▶ [WHAT IS EXPECTED]
Every entry, from first to last, must be written out exactly.
START SUPPLIED RECORDS
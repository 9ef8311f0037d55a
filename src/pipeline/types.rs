//! Core data types flowing through the trend pipeline
//!
//! Post (source) -> Event (worker) -> Window (aggregator) -> Summary (reporter)

use serde::{Deserialize, Serialize};
use std::sync::Arc;

/// Raw text post produced by a [`PostSource`](super::source::PostSource)
#[derive(Debug, Clone, PartialEq, Serialize, Deserialize)]
pub struct Post {
    /// Seconds since the Unix epoch (fractional)
    pub timestamp: f64,
    pub text: String,
}

impl Post {
    pub fn new(timestamp: f64, text: impl Into<String>) -> Self {
        Self {
            timestamp,
            text: text.into(),
        }
    }
}

/// Post enriched with its extracted tags
///
/// Keeps the timestamp of the originating post, not the time it was processed.
#[derive(Debug, Clone, PartialEq, Serialize, Deserialize)]
pub struct Event {
    pub timestamp: f64,
    pub tags: Vec<String>,
    /// Set when the tag extractor failed for this post; `tags` is then empty
    #[serde(default)]
    pub extraction_failed: bool,
}

impl Event {
    pub fn new(timestamp: f64, tags: Vec<String>) -> Self {
        Self {
            timestamp,
            tags,
            extraction_failed: false,
        }
    }

    pub fn failed(timestamp: f64) -> Self {
        Self {
            timestamp,
            tags: Vec::new(),
            extraction_failed: true,
        }
    }

    pub fn is_tagged(&self) -> bool {
        !self.tags.is_empty()
    }
}

/// One tumbling window worth of events
///
/// Membership is decided by when the aggregator consumed the event, so an
/// event delayed in a worker may land in a later window than its timestamp.
#[derive(Debug, Clone, PartialEq)]
pub struct Window {
    pub start: f64,
    pub end: f64,
    pub items: Vec<Event>,
}

impl Window {
    pub fn duration(&self) -> f64 {
        self.end - self.start
    }

    pub fn is_empty(&self) -> bool {
        self.items.is_empty()
    }
}

/// Tag and its current decayed count, as returned by top-K queries
#[derive(Debug, Clone, PartialEq, Eq, Serialize, Deserialize)]
pub struct TagCount {
    pub tag: String,
    pub count: i64,
}

impl TagCount {
    pub fn new(tag: impl Into<String>, count: i64) -> Self {
        Self {
            tag: tag.into(),
            count,
        }
    }
}

/// Per-window output handed to reporters
#[derive(Debug, Clone, PartialEq, Serialize, Deserialize)]
pub struct Summary {
    pub window_start: f64,
    pub window_end: f64,
    pub top_k: Vec<TagCount>,
    pub avg_sentiment: f64,
    /// Events consumed in this window (tagged or not)
    pub event_count: usize,
    /// Events that had at least one tag
    pub tagged_event_count: usize,
    pub extraction_failures: usize,
    pub scoring_failures: usize,
}

impl Summary {
    /// Render the summary the way the console reporter prints it:
    /// `[start-end] top=[(#a, 2), (#b, 1)] sentiment_avg=0.0`
    pub fn render_line(&self) -> String {
        let top = self
            .top_k
            .iter()
            .map(|tc| format!("({}, {})", tc.tag, tc.count))
            .collect::<Vec<_>>()
            .join(", ");

        let mut line = format!(
            "[{}-{}] top=[{}] sentiment_avg={}",
            self.window_start as i64, self.window_end as i64, top, self.avg_sentiment
        );

        if self.extraction_failures > 0 || self.scoring_failures > 0 {
            line.push_str(&format!(
                " failures(extract={}, score={})",
                self.extraction_failures, self.scoring_failures
            ));
        }

        line
    }
}

/// Wall-clock source in fractional Unix seconds
///
/// Injected everywhere time is read so tests can pin or skew it.
pub type Clock = Arc<dyn Fn() -> f64 + Send + Sync>;

/// Current wall-clock time as fractional Unix seconds
pub fn current_timestamp() -> f64 {
    chrono::Utc::now().timestamp_micros() as f64 / 1_000_000.0
}

/// Default clock backed by [`current_timestamp`]
pub fn system_clock() -> Clock {
    Arc::new(current_timestamp)
}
END SUPPLIED RECORDS
▶ [SOLUTION FOR THIS EXERCISE]
repository 9ef8311f0037d55a
filename src/pipeline/types.rs
//! Core data types flowing through the trend pipeline
//!
//! Post (source) -> Event (worker) -> Window (aggregator) -> Summary (reporter)

use serde::{Deserialize, Serialize};
use std::sync::Arc;

/// Raw text post produced by a [`PostSource`](super::source::PostSource)
#[derive(Debug, Clone, PartialEq, Serialize, Deserialize)]
pub struct Post {
    /// Seconds since the Unix epoch (fractional)
    pub timestamp: f64,
    pub text: String,
}

impl Post {
    pub fn new(timestamp: f64, text: impl Into<String>) -> Self {
        Self {
            timestamp,
            text: text.into(),
        }
    }
}

/// Post enriched with its extracted tags
///
/// Keeps the timestamp of the originating post, not the time it was processed.
#[derive(Debug, Clone, PartialEq, Serialize, Deserialize)]
pub struct Event {
    pub timestamp: f64,
    pub tags: Vec<String>,
    /// Set when the tag extractor failed for this post; `tags` is then empty
    #[serde(default)]
    pub extraction_failed: bool,
}

impl Event {
    pub fn new(timestamp: f64, tags: Vec<String>) -> Self {
        Self {
            timestamp,
            tags,
            extraction_failed: false,
        }
    }

    pub fn failed(timestamp: f64) -> Self {
        Self {
            timestamp,
            tags: Vec::new(),
            extraction_failed: true,
        }
    }

    pub fn is_tagged(&self) -> bool {
        !self.tags.is_empty()
    }
}

/// One tumbling window worth of events
///
/// Membership is decided by when the aggregator consumed the event, so an
/// event delayed in a worker may land in a later window than its timestamp.
#[derive(Debug, Clone, PartialEq)]
pub struct Window {
    pub start: f64,
    pub end: f64,
    pub items: Vec<Event>,
}

impl Window {
    pub fn duration(&self) -> f64 {
        self.end - self.start
    }

    pub fn is_empty(&self) -> bool {
        self.items.is_empty()
    }
}

/// Tag and its current decayed count, as returned by top-K queries
#[derive(Debug, Clone, PartialEq, Eq, Serialize, Deserialize)]
pub struct TagCount {
    pub tag: String,
    pub count: i64,
}

impl TagCount {
    pub fn new(tag: impl Into<String>, count: i64) -> Self {
        Self {
            tag: tag.into(),
            count,
        }
    }
}

/// Per-window output handed to reporters
#[derive(Debug, Clone, PartialEq, Serialize, Deserialize)]
pub struct Summary {
    pub window_start: f64,
    pub window_end: f64,
    pub top_k: Vec<TagCount>,
    pub avg_sentiment: f64,
    /// Events consumed in this window (tagged or not)
    pub event_count: usize,
    /// Events that had at least one tag
    pub tagged_event_count: usize,
    pub extraction_failures: usize,
    pub scoring_failures: usize,
}

impl Summary {
    /// Render the summary the way the console reporter prints it:
    /// `[start-end] top=[(#a, 2), (#b, 1)] sentiment_avg=0.0`
    pub fn render_line(&self) -> String {
        let top = self
            .top_k
            .iter()
            .map(|tc| format!("({}, {})", tc.tag, tc.count))
            .collect::<Vec<_>>()
            .join(", ");

        let mut line = format!(
            "[{}-{}] top=[{}] sentiment_avg={}",
            self.window_start as i64, self.window_end as i64, top, self.avg_sentiment
        );

        if self.extraction_failures > 0 || self.scoring_failures > 0 {
            line.push_str(&format!(
                " failures(extract={}, score={})",
                self.extraction_failures, self.scoring_failures
            ));
        }

        line
    }
}

/// Wall-clock source in fractional Unix seconds
///
/// Injected everywhere time is read so tests can pin or skew it.
pub type Clock = Arc<dyn Fn() -> f64 + Send + Sync>;

/// Current wall-clock time as fractional Unix seconds
pub fn current_timestamp() -> f64 {
    chrono::Utc::now().timestamp_micros() as f64 / 1_000_000.0
}

/// Default clock backed by [`current_timestamp`]
pub fn system_clock() -> Clock {
    Arc::new(current_timestamp)
}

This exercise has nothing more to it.